Instructions for the task:
The answer should consist of all the records, written out word for word.

Collected data entries:
= = = = =

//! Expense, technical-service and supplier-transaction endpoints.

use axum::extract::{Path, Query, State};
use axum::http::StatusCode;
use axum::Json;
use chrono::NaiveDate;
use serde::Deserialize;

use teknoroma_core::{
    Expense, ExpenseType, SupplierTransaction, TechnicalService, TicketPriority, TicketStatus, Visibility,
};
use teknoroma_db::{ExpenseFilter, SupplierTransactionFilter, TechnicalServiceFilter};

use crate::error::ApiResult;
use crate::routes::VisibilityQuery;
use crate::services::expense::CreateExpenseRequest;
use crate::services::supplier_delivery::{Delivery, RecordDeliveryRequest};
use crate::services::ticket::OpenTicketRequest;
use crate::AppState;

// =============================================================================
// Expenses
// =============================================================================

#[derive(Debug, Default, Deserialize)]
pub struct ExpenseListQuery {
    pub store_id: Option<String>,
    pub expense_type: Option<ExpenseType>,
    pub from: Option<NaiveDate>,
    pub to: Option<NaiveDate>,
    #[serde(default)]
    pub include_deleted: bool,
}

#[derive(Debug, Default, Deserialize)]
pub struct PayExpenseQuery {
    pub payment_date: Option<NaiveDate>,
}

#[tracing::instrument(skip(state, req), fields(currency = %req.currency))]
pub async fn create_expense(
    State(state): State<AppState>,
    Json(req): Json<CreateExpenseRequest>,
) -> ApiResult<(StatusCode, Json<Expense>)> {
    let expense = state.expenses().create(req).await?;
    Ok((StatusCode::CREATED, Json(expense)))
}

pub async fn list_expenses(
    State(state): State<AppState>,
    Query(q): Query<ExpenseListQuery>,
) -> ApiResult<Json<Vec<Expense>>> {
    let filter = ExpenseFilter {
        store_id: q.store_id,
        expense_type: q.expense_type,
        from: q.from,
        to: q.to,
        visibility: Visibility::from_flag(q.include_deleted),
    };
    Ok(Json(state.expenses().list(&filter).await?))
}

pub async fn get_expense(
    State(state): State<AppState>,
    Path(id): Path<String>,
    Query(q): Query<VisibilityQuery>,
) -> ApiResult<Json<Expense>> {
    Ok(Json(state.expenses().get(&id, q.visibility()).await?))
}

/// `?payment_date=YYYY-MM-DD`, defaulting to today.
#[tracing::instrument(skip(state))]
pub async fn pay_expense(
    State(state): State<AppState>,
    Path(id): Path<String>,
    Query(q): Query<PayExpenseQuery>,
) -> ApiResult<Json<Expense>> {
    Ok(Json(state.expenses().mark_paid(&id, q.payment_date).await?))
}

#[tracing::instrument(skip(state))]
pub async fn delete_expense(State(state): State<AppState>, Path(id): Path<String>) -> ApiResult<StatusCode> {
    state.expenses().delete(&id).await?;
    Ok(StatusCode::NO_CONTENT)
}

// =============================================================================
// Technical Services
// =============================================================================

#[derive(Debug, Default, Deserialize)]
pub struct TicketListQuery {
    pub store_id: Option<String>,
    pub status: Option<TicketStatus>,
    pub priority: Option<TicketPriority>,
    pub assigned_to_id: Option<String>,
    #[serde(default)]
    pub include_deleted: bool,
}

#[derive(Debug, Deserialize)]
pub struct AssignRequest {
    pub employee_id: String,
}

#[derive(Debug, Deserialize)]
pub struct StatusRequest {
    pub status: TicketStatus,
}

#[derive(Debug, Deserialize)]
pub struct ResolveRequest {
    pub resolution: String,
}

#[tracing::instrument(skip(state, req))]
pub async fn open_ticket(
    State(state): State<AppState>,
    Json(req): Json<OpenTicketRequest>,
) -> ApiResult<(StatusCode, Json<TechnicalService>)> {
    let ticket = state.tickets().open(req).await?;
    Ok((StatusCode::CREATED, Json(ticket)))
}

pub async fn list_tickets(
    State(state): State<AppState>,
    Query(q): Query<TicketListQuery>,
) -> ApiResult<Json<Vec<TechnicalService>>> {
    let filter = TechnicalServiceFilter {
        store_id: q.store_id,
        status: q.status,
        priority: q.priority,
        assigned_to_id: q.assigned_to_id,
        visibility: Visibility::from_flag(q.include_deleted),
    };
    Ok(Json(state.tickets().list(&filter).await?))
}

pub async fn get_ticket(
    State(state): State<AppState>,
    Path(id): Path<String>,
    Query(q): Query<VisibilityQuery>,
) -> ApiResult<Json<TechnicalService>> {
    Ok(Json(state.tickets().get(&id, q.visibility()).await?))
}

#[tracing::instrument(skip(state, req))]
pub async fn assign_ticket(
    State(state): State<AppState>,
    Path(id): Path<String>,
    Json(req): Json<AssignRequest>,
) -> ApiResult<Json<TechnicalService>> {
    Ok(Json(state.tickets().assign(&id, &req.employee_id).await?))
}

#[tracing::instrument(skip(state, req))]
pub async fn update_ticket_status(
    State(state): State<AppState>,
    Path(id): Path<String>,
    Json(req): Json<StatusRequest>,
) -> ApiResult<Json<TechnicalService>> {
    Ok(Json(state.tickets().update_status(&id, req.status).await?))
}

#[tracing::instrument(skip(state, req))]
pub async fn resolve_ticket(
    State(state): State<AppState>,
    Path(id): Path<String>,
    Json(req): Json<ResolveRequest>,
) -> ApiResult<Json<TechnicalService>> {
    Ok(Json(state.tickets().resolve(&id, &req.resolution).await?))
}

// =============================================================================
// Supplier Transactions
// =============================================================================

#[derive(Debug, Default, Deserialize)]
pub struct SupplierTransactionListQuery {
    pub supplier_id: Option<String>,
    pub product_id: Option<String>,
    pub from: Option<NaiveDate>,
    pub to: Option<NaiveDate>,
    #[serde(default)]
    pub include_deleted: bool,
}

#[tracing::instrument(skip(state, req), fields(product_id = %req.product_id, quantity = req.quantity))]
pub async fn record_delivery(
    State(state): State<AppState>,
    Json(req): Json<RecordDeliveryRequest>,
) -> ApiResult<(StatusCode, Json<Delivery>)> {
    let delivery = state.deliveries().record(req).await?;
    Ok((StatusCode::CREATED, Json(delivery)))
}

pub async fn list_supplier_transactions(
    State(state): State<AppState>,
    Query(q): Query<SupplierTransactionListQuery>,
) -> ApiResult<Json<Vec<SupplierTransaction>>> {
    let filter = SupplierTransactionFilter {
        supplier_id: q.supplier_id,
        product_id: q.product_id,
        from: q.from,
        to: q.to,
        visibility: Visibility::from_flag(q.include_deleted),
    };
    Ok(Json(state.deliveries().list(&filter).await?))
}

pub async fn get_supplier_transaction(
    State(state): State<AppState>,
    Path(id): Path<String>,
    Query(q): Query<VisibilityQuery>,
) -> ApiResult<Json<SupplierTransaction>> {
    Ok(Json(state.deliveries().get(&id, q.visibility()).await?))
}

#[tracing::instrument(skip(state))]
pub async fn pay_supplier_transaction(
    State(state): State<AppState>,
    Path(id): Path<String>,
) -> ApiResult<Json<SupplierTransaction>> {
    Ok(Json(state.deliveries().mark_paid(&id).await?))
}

= = = = =

Output for this task:
//! Expense, technical-service and supplier-transaction endpoints.

use axum::extract::{Path, Query, State};
use axum::http::StatusCode;
use axum::Json;
use chrono::NaiveDate;
use serde::Deserialize;

use teknoroma_core::{
    Expense, ExpenseType, SupplierTransaction, TechnicalService, TicketPriority, TicketStatus, Visibility,
};
use teknoroma_db::{ExpenseFilter, SupplierTransactionFilter, TechnicalServiceFilter};

use crate::error::ApiResult;
use crate::routes::VisibilityQuery;
use crate::services::expense::CreateExpenseRequest;
use crate::services::supplier_delivery::{Delivery, RecordDeliveryRequest};
use crate::services::ticket::OpenTicketRequest;
use crate::AppState;

// =============================================================================
// Expenses
// =============================================================================

#[derive(Debug, Default, Deserialize)]
pub struct ExpenseListQuery {
    pub store_id: Option<String>,
    pub expense_type: Option<ExpenseType>,
    pub from: Option<NaiveDate>,
    pub to: Option<NaiveDate>,
    #[serde(default)]
    pub include_deleted: bool,
}

#[derive(Debug, Default, Deserialize)]
pub struct PayExpenseQuery {
    pub payment_date: Option<NaiveDate>,
}

#[tracing::instrument(skip(state, req), fields(currency = %req.currency))]
pub async fn create_expense(
    State(state): State<AppState>,
    Json(req): Json<CreateExpenseRequest>,
) -> ApiResult<(StatusCode, Json<Expense>)> {
    let expense = state.expenses().create(req).await?;
    Ok((StatusCode::CREATED, Json(expense)))
}

pub async fn list_expenses(
    State(state): State<AppState>,
    Query(q): Query<ExpenseListQuery>,
) -> ApiResult<Json<Vec<Expense>>> {
    let filter = ExpenseFilter {
        store_id: q.store_id,
        expense_type: q.expense_type,
        from: q.from,
        to: q.to,
        visibility: Visibility::from_flag(q.include_deleted),
    };
    Ok(Json(state.expenses().list(&filter).await?))
}

pub async fn get_expense(
    State(state): State<AppState>,
    Path(id): Path<String>,
    Query(q): Query<VisibilityQuery>,
) -> ApiResult<Json<Expense>> {
    Ok(Json(state.expenses().get(&id, q.visibility()).await?))
}

/// `?payment_date=YYYY-MM-DD`, defaulting to today.
#[tracing::instrument(skip(state))]
pub async fn pay_expense(
    State(state): State<AppState>,
    Path(id): Path<String>,
    Query(q): Query<PayExpenseQuery>,
) -> ApiResult<Json<Expense>> {
    Ok(Json(state.expenses().mark_paid(&id, q.payment_date).await?))
}

#[tracing::instrument(skip(state))]
pub async fn delete_expense(State(state): State<AppState>, Path(id): Path<String>) -> ApiResult<StatusCode> {
    state.expenses().delete(&id).await?;
    Ok(StatusCode::NO_CONTENT)
}

// =============================================================================
// Technical Services
// =============================================================================

#[derive(Debug, Default, Deserialize)]
pub struct TicketListQuery {
    pub store_id: Option<String>,
    pub status: Option<TicketStatus>,
    pub priority: Option<TicketPriority>,
    pub assigned_to_id: Option<String>,
    #[serde(default)]
    pub include_deleted: bool,
}

#[derive(Debug, Deserialize)]
pub struct AssignRequest {
    pub employee_id: String,
}

#[derive(Debug, Deserialize)]
pub struct StatusRequest {
    pub status: TicketStatus,
}

#[derive(Debug, Deserialize)]
pub struct ResolveRequest {
    pub resolution: String,
}

#[tracing::instrument(skip(state, req))]
pub async fn open_ticket(
    State(state): State<AppState>,
    Json(req): Json<OpenTicketRequest>,
) -> ApiResult<(StatusCode, Json<TechnicalService>)> {
    let ticket = state.tickets().open(req).await?;
    Ok((StatusCode::CREATED, Json(ticket)))
}

pub async fn list_tickets(
    State(state): State<AppState>,
    Query(q): Query<TicketListQuery>,
) -> ApiResult<Json<Vec<TechnicalService>>> {
    let filter = TechnicalServiceFilter {
        store_id: q.store_id,
        status: q.status,
        priority: q.priority,
        assigned_to_id: q.assigned_to_id,
        visibility: Visibility::from_flag(q.include_deleted),
    };
    Ok(Json(state.tickets().list(&filter).await?))
}

pub async fn get_ticket(
    State(state): State<AppState>,
    Path(id): Path<String>,
    Query(q): Query<VisibilityQuery>,
) -> ApiResult<Json<TechnicalService>> {
    Ok(Json(state.tickets().get(&id, q.visibility()).await?))
}

#[tracing::instrument(skip(state, req))]
pub async fn assign_ticket(
    State(state): State<AppState>,
    Path(id): Path<String>,
    Json(req): Json<AssignRequest>,
) -> ApiResult<Json<TechnicalService>> {
    Ok(Json(state.tickets().assign(&id, &req.employee_id).await?))
}

#[tracing::instrument(skip(state, req))]
pub async fn update_ticket_status(
    State(state): State<AppState>,
    Path(id): Path<String>,
    Json(req): Json<StatusRequest>,
) -> ApiResult<Json<TechnicalService>> {
    Ok(Json(state.tickets().update_status(&id, req.status).await?))
}

#[tracing::instrument(skip(state, req))]
pub async fn resolve_ticket(
    State(state): State<AppState>,
    Path(id): Path<String>,
    Json(req): Json<ResolveRequest>,
) -> ApiResult<Json<TechnicalService>> {
    Ok(Json(state.tickets().resolve(&id, &req.resolution).await?))
}

// =============================================================================
// Supplier Transactions
// =============================================================================

#[derive(Debug, Default, Deserialize)]
pub struct SupplierTransactionListQuery {
    pub supplier_id: Option<String>,
    pub product_id: Option<String>,
    pub from: Option<NaiveDate>,
    pub to: Option<NaiveDate>,
    #[serde(default)]
    pub include_deleted: bool,
}

#[tracing::instrument(skip(state, req), fields(product_id = %req.product_id, quantity = req.quantity))]
pub async fn record_delivery(
    State(state): State<AppState>,
    Json(req): Json<RecordDeliveryRequest>,
) -> ApiResult<(StatusCode, Json<Delivery>)> {
    let delivery = state.deliveries().record(req).await?;
    Ok((StatusCode::CREATED, Json(delivery)))
}

pub async fn list_supplier_transactions(
    State(state): State<AppState>,
    Query(q): Query<SupplierTransactionListQuery>,
) -> ApiResult<Json<Vec<SupplierTransaction>>> {
    let filter = SupplierTransactionFilter {
        supplier_id: q.supplier_id,
        product_id: q.product_id,
        from: q.from,
        to: q.to,
        visibility: Visibility::from_flag(q.include_deleted),
    };
    Ok(Json(state.deliveries().list(&filter).await?))
}

pub async fn get_supplier_transaction(
    State(state): State<AppState>,
    Path(id): Path<String>,
    Query(q): Query<VisibilityQuery>,
) -> ApiResult<Json<SupplierTransaction>> {
    Ok(Json(state.deliveries().get(&id, q.visibility()).await?))
}

#[tracing::instrument(skip(state))]
pub async fn pay_supplier_transaction(
    State(state): State<AppState>,
    Path(id): Path<String>,
) -> ApiResult<Json<SupplierTransaction>> {
    Ok(Json(state.deliveries().mark_paid(&id).await?))
}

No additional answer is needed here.